- _Required action_: Determine the number of lines in the data that contain "Deserialize", and write only that number.

- _Stored data_:
+-------+
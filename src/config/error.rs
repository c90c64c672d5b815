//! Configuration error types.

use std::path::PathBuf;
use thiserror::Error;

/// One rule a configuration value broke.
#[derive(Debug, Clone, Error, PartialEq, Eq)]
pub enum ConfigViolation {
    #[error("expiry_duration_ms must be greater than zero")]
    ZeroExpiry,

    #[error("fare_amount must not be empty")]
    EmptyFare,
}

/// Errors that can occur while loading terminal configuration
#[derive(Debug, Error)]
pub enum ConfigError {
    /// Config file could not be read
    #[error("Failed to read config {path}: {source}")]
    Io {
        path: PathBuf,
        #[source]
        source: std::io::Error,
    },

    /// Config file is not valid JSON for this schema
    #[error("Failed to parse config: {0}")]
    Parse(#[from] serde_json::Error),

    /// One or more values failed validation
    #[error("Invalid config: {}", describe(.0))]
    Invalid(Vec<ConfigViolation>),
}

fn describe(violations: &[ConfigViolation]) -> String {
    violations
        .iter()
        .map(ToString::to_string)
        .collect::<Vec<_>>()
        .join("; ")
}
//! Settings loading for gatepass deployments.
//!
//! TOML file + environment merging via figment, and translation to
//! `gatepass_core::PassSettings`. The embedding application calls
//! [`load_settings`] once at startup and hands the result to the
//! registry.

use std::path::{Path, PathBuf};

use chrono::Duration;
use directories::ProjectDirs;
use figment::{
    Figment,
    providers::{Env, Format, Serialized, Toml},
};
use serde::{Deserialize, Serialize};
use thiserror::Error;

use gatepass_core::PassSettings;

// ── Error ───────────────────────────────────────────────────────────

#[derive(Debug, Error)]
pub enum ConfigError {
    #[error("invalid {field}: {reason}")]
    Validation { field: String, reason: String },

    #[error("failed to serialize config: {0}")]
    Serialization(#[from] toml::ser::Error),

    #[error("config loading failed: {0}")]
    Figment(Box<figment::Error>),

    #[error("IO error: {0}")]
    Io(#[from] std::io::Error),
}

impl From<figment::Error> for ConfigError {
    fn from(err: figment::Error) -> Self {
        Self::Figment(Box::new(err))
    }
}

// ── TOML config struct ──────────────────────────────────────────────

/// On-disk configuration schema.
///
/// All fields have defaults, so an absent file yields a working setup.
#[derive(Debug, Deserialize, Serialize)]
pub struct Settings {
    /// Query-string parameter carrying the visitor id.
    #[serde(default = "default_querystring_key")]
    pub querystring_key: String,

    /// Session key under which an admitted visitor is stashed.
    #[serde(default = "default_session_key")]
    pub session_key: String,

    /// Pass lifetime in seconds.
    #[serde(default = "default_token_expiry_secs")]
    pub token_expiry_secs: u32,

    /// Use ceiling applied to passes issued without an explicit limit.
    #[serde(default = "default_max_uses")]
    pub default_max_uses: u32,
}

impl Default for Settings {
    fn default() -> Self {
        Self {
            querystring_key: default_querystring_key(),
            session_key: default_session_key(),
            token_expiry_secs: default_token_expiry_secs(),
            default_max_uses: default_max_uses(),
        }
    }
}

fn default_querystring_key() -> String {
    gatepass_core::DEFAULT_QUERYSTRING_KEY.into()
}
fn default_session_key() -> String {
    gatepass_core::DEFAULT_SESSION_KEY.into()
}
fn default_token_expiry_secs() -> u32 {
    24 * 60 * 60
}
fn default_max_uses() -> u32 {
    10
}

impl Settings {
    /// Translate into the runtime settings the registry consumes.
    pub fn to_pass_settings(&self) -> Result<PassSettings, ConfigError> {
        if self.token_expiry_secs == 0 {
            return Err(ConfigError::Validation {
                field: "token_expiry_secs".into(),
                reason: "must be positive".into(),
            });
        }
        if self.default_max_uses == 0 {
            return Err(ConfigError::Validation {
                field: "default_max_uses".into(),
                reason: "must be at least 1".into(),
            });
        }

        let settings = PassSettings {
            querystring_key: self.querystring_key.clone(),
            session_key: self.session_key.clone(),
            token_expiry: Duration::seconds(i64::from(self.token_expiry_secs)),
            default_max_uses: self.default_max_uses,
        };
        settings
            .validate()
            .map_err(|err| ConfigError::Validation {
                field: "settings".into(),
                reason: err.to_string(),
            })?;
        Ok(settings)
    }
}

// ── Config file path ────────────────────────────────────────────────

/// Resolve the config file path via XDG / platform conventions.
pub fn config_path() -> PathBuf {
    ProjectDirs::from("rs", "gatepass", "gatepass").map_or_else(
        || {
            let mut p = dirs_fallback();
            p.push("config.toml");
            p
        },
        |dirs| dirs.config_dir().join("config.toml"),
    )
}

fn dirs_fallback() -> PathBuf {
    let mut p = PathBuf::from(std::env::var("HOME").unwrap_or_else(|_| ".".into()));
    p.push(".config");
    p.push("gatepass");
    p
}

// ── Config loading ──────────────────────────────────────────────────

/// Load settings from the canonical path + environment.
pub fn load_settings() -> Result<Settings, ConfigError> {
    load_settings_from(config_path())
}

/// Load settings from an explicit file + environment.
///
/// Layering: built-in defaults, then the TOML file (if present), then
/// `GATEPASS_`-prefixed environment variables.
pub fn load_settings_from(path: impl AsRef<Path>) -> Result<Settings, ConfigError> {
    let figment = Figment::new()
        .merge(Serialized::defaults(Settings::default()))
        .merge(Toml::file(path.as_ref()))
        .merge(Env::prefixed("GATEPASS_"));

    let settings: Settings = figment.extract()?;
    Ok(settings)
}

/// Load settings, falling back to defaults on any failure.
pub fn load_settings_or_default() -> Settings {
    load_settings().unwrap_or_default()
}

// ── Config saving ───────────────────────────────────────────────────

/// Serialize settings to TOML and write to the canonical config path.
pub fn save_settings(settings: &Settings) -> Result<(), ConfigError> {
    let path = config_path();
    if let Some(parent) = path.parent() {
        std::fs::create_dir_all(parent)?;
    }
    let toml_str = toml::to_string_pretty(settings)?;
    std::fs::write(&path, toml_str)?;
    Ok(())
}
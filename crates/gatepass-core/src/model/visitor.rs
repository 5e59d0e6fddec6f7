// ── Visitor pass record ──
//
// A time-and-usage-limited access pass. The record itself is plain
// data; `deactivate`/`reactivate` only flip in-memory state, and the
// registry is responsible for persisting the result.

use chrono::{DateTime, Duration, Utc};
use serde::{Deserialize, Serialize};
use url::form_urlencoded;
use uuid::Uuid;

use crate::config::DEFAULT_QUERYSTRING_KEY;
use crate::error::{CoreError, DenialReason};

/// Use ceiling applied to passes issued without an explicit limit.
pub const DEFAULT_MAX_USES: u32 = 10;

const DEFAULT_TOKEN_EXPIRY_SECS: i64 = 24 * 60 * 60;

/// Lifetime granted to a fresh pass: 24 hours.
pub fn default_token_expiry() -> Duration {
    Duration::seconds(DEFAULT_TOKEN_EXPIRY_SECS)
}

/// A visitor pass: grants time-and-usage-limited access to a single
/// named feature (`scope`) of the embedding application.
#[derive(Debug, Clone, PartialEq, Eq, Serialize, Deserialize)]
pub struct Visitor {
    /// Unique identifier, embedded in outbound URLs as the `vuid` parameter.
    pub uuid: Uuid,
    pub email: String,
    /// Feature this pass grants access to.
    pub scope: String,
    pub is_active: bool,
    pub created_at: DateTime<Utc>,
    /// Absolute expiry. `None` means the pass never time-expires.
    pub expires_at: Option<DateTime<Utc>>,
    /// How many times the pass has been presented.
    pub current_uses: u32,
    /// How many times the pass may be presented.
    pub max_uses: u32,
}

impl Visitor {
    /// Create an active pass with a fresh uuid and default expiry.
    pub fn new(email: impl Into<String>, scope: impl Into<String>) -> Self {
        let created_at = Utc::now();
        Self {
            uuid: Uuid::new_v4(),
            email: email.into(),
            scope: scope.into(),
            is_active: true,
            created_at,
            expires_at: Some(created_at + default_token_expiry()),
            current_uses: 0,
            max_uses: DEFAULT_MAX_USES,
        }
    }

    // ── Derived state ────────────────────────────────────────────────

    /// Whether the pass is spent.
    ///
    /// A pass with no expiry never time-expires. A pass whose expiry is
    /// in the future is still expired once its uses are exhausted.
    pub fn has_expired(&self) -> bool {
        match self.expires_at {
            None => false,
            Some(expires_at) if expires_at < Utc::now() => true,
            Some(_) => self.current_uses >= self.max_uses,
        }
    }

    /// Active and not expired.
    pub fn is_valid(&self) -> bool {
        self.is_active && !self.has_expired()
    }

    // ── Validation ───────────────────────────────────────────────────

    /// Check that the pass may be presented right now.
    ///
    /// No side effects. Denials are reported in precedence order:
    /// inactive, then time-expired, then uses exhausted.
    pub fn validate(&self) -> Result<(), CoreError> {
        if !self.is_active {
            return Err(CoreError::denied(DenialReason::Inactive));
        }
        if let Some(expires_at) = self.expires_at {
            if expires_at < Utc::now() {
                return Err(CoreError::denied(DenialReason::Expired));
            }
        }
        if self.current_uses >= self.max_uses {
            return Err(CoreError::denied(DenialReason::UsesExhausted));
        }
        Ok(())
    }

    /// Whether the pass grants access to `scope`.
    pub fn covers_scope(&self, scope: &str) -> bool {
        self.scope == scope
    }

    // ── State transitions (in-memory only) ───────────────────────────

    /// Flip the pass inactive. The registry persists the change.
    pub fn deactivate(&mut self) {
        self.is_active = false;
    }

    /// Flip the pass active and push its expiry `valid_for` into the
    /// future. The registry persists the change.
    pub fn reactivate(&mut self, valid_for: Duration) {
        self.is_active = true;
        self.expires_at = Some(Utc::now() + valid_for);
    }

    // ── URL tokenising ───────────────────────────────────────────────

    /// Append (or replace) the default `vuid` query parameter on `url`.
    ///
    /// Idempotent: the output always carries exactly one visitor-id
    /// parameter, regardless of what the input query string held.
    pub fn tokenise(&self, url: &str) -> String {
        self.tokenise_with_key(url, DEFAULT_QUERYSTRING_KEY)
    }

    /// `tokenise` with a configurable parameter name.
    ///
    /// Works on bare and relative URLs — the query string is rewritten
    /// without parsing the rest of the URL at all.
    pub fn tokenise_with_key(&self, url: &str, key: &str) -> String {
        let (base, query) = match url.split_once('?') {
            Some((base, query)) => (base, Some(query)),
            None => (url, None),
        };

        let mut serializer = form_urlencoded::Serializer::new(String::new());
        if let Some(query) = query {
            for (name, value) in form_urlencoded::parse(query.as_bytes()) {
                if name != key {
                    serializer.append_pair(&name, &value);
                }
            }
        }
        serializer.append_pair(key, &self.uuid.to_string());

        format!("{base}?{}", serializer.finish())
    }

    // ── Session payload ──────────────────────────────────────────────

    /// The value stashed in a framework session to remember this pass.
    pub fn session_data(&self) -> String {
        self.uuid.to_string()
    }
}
+-------+
- _Problem solution_: 4